The center includes both the community's clinic and hospital, which used to be in two separate locations. Center administrators think the new facility will help improve healthcare for the surrounding area.
"If you used to come with a sprained ankle or an acute back pain I had to send you across town. So, you had to get in a car or an ambulance to send you over for some of the things you needed," said the facility's Chief Medical Officer, Dr. Michelle Oman, "So, I think it's a huge advantage for those patients."
The facility is the result of a $4.5 million construction project, funded in part by an infrastructure grant from the IRRRB. In addition to combinbing the clinic and hospital facilities onto one campus, the new building also hosts an array of new technology.
One television-like device allows practioners in Duluth to speak with and care for patients in Aurora, all while miles away.

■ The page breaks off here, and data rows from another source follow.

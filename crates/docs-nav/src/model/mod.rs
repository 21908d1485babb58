mod group;
mod section;

pub use group::*;
pub use section::*;
pub use anyhow::{Error, Result};

/// Raised when a lookup or navigation query on a
/// [`DocumentationGroup`](crate::model::DocumentationGroup) has nothing to return.
///
/// Every query that can fail this way has a matching `has_*` predicate which callers
/// can check first.
#[derive(Debug, Clone, PartialEq, Eq, thiserror::Error)]
pub enum NotFound {
    #[error("Group: \"{group}\" has no home")]
    NoHome { group: String },
    #[error("Section: \"{name}\" does not exist")]
    NoSuchSection { name: String },
    #[error("Section: \"{name}\" has no next section")]
    NoNextSection { name: String },
    #[error("Section: \"{name}\" has no previous section")]
    NoPreviousSection { name: String },
    /// The section handed to a navigation query does not belong to the group.
    #[error("Section: \"{name}\" was not found")]
    NotInGroup { name: String },
}
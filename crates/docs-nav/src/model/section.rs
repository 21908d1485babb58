/// Name reserved for a group's home page.
pub const INDEX_NAME: &str = "index";

/// A documentation page rendered locally from a template.
#[non_exhaustive]
#[derive(Debug, Clone, PartialEq, Eq)]
pub struct DocumentationSection {
    /// Identifier of the section, unique within its group by convention.
    pub name: String,
    /// Display title of the section.
    pub title: String,
    /// Template reference understood by the renderer.
    pub template: String,
    /// Site relative URL path, e.g. `/docs/intro/install`.
    pub path: String,
    pub enabled: bool,
}

impl DocumentationSection {
    pub fn new(
        name: impl Into<String>,
        title: impl Into<String>,
        template: impl Into<String>,
        path: impl Into<String>,
        enabled: bool,
    ) -> Self {
        Self {
            name: name.into(),
            title: title.into(),
            template: template.into(),
            path: path.into(),
            enabled,
        }
    }
}

/// A documentation entry that links away from the site.
#[non_exhaustive]
#[derive(Debug, Clone, PartialEq, Eq)]
pub struct ExternalDocumentationSection {
    pub name: String,
    pub title: String,
    /// Absolute URL the entry links to.
    pub href: String,
    pub enabled: bool,
}

impl ExternalDocumentationSection {
    pub fn new(
        name: impl Into<String>,
        title: impl Into<String>,
        href: impl Into<String>,
        enabled: bool,
    ) -> Self {
        Self {
            name: name.into(),
            title: title.into(),
            href: href.into(),
            enabled,
        }
    }
}

/// A single entry in a documentation group, either a local page or an external link.
#[derive(Debug, Clone, PartialEq, Eq)]
pub enum Section {
    Local(DocumentationSection),
    External(ExternalDocumentationSection),
}

impl Section {
    pub fn name(&self) -> &str {
        match self {
            Section::Local(section) => &section.name,
            Section::External(section) => &section.name,
        }
    }

    pub fn title(&self) -> &str {
        match self {
            Section::Local(section) => &section.title,
            Section::External(section) => &section.title,
        }
    }

    pub fn is_enabled(&self) -> bool {
        match self {
            Section::Local(section) => section.enabled,
            Section::External(section) => section.enabled,
        }
    }

    /// Where a link to this section should point: the site path of a local
    /// section or the URL of an external one.
    pub fn href(&self) -> &str {
        match self {
            Section::Local(section) => &section.path,
            Section::External(section) => &section.href,
        }
    }

    pub fn is_external(&self) -> bool {
        matches! { self, Section::External(_) }
    }

    pub fn maybe_local(&self) -> Option<&DocumentationSection> {
        match self {
            Section::Local(ref section) => Some(section),
            _ => None,
        }
    }

    pub fn maybe_external(&self) -> Option<&ExternalDocumentationSection> {
        match self {
            Section::External(ref section) => Some(section),
            _ => None,
        }
    }
}

impl From<DocumentationSection> for Section {
    fn from(section: DocumentationSection) -> Self {
        Section::Local(section)
    }
}

impl From<ExternalDocumentationSection> for Section {
    fn from(section: ExternalDocumentationSection) -> Self {
        Section::External(section)
    }
}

"In the case of a patient hospitalized in Aurora, they might have problems which are complicated to the point where I'd say we have to send that patient down to Duluth or somewhere for specialty care but instead we can take care of the patient in Aurora and [don't] have to transfer them," said Essentia Health Hospitalist, Dr. Jeffrey Lyons.
The biggest benefit to the new facility seems to be its combining of the community's clinic and hospital. Having them in the same location turned what used to be a drive across town into just steps down a hall for those commuting between facilities.

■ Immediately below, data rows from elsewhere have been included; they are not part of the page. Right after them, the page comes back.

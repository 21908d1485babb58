#![deny(rust_2018_idioms)]
#![deny(clippy::all)]

pub mod config;
pub mod error;
pub mod model;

"It will be less stressful," said Dr. Oman, "It'll be easier to do your job because everything is right there. You don't have to worry about hopping in a car and driving those miles or getting stopped in the middle of town by a train when you're tyring to get there.
Other advantages seem to be the remodeling of the building itself. Employees say that it better fits the needs of their patients.
"We have a lot of elderly people in our community," said Clinic Manager, Linda Wright, "The access here is wonderful. The hallways are wide. We have bathrooms that are handicapped accessible."
There's still some work left to be done to the facility but administrators say that it should be completed by the fall.